Dataset entries:
* * * * *
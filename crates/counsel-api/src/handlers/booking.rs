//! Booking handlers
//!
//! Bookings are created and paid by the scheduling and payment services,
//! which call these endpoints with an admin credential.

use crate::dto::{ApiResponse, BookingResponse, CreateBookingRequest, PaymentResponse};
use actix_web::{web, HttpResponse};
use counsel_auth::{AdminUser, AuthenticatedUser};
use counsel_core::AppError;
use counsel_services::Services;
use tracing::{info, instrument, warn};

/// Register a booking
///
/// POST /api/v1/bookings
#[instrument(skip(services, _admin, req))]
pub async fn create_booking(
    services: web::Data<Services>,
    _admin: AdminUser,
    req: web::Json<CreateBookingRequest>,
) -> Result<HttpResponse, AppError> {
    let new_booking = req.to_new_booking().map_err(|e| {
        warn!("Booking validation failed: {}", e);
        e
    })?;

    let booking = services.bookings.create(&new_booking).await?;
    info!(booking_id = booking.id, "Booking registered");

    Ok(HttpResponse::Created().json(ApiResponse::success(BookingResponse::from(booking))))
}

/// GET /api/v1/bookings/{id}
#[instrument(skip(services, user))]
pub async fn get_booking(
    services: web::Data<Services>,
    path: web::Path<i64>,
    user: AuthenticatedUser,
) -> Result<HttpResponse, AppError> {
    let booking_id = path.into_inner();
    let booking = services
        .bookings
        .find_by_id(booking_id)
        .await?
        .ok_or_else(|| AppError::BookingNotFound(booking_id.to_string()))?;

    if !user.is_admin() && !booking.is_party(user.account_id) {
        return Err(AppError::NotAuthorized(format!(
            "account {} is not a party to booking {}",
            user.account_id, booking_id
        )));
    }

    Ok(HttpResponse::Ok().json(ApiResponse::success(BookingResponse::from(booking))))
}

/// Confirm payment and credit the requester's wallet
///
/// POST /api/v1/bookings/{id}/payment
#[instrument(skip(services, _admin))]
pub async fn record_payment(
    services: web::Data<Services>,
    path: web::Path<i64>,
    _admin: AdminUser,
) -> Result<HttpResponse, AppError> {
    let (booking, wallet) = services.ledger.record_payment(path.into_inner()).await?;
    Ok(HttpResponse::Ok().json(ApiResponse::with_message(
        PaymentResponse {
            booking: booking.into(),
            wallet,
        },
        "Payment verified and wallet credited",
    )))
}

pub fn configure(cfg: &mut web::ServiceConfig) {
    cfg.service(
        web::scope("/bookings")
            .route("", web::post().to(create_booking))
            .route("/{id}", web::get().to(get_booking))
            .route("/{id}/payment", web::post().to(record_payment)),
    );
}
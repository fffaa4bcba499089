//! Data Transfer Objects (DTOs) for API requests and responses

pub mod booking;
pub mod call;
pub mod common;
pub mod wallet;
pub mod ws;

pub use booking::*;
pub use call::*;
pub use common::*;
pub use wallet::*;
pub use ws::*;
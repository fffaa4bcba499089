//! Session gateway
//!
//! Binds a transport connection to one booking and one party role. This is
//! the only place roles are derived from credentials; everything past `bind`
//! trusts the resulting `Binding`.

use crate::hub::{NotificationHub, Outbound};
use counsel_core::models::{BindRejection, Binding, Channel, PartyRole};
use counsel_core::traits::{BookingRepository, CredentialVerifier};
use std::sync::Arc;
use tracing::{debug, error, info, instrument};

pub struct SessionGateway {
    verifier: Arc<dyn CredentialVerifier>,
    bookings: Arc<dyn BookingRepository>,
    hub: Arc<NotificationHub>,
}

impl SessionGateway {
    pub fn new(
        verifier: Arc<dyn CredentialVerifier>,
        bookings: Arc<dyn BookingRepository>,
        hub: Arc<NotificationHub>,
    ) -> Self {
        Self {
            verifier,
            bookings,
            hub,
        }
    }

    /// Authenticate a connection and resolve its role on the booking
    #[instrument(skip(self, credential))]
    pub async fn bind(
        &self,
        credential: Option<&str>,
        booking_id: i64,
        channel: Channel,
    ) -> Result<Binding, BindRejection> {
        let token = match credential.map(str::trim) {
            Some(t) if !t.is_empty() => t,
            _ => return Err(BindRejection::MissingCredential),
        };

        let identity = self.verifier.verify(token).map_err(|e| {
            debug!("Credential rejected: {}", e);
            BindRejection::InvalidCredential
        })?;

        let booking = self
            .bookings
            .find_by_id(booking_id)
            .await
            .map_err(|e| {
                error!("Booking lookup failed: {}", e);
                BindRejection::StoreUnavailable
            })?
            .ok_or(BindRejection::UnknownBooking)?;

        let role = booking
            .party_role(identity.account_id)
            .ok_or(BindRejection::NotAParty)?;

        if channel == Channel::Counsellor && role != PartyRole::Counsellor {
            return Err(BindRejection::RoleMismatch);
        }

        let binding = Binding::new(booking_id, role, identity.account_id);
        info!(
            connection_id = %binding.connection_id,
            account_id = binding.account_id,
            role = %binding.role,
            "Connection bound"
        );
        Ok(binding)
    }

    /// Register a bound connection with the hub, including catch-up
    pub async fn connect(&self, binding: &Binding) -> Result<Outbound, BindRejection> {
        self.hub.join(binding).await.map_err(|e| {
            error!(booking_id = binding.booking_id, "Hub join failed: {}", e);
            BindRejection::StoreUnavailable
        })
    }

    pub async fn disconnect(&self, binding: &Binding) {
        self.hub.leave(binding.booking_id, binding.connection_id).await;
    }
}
* * * * *
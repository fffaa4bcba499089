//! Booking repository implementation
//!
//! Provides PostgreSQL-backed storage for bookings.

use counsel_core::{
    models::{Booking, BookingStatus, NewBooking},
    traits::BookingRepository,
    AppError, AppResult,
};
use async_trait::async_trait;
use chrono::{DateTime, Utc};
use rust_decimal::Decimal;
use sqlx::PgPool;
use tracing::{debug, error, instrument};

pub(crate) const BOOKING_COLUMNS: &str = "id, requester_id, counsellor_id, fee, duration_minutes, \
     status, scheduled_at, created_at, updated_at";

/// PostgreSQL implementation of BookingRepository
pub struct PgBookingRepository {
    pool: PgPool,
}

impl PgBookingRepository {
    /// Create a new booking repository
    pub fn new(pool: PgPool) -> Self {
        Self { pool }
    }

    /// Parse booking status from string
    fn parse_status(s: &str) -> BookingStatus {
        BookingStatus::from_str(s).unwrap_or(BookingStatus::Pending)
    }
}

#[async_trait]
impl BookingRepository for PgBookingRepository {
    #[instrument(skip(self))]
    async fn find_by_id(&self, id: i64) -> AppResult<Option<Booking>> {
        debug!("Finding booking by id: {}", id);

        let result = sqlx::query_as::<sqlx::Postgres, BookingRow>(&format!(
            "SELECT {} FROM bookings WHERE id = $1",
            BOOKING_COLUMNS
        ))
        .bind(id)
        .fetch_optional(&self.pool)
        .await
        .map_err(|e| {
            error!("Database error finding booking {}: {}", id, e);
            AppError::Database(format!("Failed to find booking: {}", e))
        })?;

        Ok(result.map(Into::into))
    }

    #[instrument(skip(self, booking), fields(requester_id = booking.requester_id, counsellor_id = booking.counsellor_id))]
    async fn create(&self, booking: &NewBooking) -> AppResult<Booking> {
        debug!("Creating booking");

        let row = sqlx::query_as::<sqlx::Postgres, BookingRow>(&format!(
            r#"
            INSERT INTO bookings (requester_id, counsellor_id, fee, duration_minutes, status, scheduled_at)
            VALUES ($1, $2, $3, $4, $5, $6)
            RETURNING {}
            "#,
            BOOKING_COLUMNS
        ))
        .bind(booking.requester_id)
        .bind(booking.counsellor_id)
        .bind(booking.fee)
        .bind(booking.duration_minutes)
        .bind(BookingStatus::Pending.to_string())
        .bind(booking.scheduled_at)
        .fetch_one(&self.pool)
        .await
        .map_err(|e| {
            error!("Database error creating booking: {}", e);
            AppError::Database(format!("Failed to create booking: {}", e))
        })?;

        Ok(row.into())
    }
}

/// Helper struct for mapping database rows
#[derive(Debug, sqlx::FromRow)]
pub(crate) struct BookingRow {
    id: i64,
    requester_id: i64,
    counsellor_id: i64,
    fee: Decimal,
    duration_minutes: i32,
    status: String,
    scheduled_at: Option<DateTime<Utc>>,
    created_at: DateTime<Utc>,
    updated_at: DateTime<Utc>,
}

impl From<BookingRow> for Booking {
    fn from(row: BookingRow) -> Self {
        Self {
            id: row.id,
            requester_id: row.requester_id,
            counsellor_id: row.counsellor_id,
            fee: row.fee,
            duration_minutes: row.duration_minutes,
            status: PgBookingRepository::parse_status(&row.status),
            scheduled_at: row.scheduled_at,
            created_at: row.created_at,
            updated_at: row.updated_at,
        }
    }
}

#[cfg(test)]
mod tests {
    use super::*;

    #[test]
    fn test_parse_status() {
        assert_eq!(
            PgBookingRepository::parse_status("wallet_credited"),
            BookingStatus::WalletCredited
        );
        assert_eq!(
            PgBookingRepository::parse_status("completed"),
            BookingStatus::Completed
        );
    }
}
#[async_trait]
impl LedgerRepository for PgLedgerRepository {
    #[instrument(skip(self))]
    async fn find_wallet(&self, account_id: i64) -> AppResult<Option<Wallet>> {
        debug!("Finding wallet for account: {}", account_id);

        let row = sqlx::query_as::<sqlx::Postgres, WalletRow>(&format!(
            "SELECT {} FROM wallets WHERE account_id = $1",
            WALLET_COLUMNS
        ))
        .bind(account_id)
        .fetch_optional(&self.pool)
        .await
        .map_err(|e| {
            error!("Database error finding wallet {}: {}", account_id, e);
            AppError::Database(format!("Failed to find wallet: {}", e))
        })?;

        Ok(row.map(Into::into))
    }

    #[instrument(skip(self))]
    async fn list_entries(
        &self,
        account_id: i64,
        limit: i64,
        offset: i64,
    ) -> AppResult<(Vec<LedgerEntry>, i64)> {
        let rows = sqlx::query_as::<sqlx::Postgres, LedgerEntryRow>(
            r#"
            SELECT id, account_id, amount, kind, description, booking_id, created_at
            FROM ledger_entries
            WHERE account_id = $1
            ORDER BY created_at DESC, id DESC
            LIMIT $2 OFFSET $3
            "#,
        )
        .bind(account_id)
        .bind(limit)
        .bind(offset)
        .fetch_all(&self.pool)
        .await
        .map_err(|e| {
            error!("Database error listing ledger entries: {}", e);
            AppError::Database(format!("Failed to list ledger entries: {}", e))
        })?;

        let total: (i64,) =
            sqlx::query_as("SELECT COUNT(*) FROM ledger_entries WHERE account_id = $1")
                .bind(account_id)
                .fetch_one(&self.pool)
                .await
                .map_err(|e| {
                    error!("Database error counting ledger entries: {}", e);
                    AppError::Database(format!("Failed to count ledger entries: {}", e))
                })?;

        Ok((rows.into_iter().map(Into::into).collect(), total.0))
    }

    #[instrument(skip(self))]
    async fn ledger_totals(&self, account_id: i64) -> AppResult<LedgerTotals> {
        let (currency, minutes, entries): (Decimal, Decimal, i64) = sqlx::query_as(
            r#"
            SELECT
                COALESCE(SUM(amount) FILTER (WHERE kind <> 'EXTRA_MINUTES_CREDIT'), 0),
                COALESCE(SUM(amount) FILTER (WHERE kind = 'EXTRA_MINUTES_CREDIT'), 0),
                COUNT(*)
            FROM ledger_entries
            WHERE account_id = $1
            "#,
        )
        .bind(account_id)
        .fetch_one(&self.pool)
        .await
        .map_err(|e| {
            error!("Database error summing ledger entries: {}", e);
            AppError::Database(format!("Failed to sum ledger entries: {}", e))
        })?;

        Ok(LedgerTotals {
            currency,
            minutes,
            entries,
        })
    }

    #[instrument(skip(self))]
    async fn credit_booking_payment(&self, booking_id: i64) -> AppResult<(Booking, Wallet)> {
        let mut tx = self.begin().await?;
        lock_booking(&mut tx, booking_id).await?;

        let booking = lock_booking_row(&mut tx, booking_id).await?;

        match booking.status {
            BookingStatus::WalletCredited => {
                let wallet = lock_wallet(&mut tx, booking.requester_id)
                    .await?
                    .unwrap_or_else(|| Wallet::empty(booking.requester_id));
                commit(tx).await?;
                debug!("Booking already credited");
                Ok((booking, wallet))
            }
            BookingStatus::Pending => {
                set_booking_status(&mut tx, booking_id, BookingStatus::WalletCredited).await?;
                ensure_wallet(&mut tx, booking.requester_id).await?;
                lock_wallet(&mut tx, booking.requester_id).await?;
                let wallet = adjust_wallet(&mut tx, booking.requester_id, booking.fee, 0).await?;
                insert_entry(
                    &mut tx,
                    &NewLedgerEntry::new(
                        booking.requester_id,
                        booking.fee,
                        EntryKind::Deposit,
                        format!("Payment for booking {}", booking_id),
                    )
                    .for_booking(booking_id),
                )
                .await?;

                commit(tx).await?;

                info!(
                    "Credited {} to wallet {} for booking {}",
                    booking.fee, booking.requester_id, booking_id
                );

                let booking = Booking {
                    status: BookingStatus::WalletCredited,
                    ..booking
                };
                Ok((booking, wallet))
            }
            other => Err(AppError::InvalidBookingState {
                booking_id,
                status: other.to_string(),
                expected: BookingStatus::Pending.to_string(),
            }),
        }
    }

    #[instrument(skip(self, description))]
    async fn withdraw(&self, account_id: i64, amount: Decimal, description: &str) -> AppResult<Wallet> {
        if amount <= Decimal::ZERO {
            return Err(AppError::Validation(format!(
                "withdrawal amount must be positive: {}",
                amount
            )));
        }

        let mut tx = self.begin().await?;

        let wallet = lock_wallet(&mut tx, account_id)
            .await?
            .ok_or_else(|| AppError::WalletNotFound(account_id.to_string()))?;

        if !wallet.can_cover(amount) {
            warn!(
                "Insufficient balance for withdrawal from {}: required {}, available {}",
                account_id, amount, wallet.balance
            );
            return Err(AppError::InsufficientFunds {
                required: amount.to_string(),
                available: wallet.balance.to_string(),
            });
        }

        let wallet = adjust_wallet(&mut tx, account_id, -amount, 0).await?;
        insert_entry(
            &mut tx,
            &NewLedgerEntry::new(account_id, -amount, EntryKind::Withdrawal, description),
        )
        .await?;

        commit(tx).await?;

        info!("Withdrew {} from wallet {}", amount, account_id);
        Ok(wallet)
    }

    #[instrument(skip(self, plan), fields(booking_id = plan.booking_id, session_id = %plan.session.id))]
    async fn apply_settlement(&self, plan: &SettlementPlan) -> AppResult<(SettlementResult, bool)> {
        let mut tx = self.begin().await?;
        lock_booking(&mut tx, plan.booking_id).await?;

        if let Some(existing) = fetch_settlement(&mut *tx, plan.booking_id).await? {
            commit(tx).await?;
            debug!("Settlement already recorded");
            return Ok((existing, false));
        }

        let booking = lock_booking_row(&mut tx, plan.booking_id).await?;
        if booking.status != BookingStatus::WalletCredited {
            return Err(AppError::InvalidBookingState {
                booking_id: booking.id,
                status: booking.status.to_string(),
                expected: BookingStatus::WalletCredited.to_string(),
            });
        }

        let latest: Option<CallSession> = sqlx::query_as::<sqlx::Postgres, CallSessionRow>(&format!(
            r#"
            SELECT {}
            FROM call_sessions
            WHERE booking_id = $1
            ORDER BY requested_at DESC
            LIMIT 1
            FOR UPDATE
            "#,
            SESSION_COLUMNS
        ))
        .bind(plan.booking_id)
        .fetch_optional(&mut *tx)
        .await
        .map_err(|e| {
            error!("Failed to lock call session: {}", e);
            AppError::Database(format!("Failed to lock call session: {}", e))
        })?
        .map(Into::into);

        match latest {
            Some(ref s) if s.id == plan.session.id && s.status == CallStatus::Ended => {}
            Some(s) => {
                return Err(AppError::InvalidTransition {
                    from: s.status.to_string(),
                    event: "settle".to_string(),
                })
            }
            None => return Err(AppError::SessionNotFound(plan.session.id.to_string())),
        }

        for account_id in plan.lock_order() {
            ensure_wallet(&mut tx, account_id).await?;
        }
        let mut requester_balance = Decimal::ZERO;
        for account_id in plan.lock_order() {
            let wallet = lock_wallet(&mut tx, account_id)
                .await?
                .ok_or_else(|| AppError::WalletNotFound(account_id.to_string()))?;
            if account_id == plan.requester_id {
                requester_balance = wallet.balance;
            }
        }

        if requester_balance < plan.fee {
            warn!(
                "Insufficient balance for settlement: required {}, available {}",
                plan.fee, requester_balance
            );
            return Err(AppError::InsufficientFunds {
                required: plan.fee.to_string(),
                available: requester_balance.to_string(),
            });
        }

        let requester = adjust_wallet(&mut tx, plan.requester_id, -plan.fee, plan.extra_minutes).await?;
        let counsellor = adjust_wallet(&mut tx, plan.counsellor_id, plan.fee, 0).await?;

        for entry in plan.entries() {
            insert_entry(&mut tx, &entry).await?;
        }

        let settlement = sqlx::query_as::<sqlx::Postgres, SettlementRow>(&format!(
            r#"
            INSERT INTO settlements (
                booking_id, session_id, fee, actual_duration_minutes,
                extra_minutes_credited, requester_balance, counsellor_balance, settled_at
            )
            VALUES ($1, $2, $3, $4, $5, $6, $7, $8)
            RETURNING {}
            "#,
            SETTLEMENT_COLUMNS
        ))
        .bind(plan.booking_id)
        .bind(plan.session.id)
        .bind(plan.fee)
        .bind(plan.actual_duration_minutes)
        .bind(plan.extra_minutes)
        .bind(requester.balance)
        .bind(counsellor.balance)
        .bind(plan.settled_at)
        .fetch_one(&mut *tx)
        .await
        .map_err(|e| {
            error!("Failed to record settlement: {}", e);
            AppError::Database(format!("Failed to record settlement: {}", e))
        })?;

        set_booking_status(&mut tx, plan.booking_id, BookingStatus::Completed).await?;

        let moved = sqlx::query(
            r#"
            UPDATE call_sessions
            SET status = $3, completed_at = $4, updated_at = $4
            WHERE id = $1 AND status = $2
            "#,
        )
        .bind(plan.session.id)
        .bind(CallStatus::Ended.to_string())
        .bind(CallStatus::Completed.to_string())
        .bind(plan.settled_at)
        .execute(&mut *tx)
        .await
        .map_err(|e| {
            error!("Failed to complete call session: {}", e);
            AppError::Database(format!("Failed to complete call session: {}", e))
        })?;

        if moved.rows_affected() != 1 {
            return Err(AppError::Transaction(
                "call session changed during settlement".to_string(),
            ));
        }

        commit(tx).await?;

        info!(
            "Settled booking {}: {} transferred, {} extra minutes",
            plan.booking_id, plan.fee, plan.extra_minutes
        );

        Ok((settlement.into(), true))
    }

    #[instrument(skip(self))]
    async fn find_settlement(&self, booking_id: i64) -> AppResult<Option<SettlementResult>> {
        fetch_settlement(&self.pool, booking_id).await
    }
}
* * * * *
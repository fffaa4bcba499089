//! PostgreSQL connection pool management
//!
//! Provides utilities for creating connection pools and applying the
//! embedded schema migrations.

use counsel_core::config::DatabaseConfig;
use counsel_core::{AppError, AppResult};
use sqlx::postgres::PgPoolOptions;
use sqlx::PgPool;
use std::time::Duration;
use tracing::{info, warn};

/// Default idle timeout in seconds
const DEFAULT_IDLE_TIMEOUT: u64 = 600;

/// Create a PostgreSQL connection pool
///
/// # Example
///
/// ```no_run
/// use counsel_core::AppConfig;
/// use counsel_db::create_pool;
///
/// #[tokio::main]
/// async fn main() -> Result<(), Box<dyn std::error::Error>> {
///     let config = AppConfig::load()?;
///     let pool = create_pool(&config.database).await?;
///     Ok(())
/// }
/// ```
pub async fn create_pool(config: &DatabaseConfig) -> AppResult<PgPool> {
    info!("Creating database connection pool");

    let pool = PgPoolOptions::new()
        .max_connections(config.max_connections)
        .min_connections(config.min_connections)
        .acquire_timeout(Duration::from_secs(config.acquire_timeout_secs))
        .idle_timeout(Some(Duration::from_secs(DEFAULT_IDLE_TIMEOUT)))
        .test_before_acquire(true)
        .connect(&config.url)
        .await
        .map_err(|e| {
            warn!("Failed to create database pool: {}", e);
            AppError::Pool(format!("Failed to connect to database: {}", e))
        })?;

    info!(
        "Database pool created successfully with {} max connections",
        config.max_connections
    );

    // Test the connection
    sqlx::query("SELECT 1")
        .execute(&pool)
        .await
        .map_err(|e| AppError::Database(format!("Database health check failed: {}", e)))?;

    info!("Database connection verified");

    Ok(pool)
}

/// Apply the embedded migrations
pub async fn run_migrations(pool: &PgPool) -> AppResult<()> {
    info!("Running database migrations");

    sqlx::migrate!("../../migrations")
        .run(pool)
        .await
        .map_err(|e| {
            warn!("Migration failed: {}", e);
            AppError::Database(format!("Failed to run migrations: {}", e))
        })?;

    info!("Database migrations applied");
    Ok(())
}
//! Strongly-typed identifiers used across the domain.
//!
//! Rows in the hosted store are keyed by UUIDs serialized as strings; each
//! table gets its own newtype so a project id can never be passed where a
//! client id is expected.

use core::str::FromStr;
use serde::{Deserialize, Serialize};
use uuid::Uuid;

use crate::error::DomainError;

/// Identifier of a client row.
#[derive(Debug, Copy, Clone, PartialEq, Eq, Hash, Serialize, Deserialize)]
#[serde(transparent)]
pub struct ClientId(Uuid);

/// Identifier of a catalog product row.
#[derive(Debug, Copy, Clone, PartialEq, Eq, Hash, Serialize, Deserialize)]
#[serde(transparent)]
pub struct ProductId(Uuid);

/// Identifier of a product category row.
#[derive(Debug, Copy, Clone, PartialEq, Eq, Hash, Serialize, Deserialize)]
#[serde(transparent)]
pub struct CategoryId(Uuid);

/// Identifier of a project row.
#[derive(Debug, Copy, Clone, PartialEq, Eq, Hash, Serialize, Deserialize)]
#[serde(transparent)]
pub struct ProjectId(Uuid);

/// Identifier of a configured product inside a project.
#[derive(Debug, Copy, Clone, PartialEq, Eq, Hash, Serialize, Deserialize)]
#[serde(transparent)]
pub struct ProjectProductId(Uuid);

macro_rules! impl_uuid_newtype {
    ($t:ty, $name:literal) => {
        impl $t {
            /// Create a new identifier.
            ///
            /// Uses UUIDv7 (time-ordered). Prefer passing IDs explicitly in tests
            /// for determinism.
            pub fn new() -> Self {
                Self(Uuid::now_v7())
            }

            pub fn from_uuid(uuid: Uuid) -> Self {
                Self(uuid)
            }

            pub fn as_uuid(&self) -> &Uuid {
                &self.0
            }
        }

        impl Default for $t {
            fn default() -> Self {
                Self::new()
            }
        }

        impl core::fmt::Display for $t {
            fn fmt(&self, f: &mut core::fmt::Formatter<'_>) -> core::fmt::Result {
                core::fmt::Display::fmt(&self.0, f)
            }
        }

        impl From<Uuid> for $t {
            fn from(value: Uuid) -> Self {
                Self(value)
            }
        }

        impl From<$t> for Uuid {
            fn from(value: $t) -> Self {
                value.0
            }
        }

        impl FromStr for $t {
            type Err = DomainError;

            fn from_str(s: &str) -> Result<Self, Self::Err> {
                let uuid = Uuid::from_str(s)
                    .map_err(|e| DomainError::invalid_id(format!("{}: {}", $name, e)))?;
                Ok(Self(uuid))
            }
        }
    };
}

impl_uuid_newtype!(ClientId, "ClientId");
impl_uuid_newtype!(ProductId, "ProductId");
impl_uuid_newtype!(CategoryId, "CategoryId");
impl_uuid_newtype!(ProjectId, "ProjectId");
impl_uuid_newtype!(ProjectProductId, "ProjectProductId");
* * * * *
Find and copy each line of the data where "DatabaseConfig" is present.

use counsel_core::config::DatabaseConfig;
pub async fn create_pool(config: &DatabaseConfig) -> AppResult<PgPool> {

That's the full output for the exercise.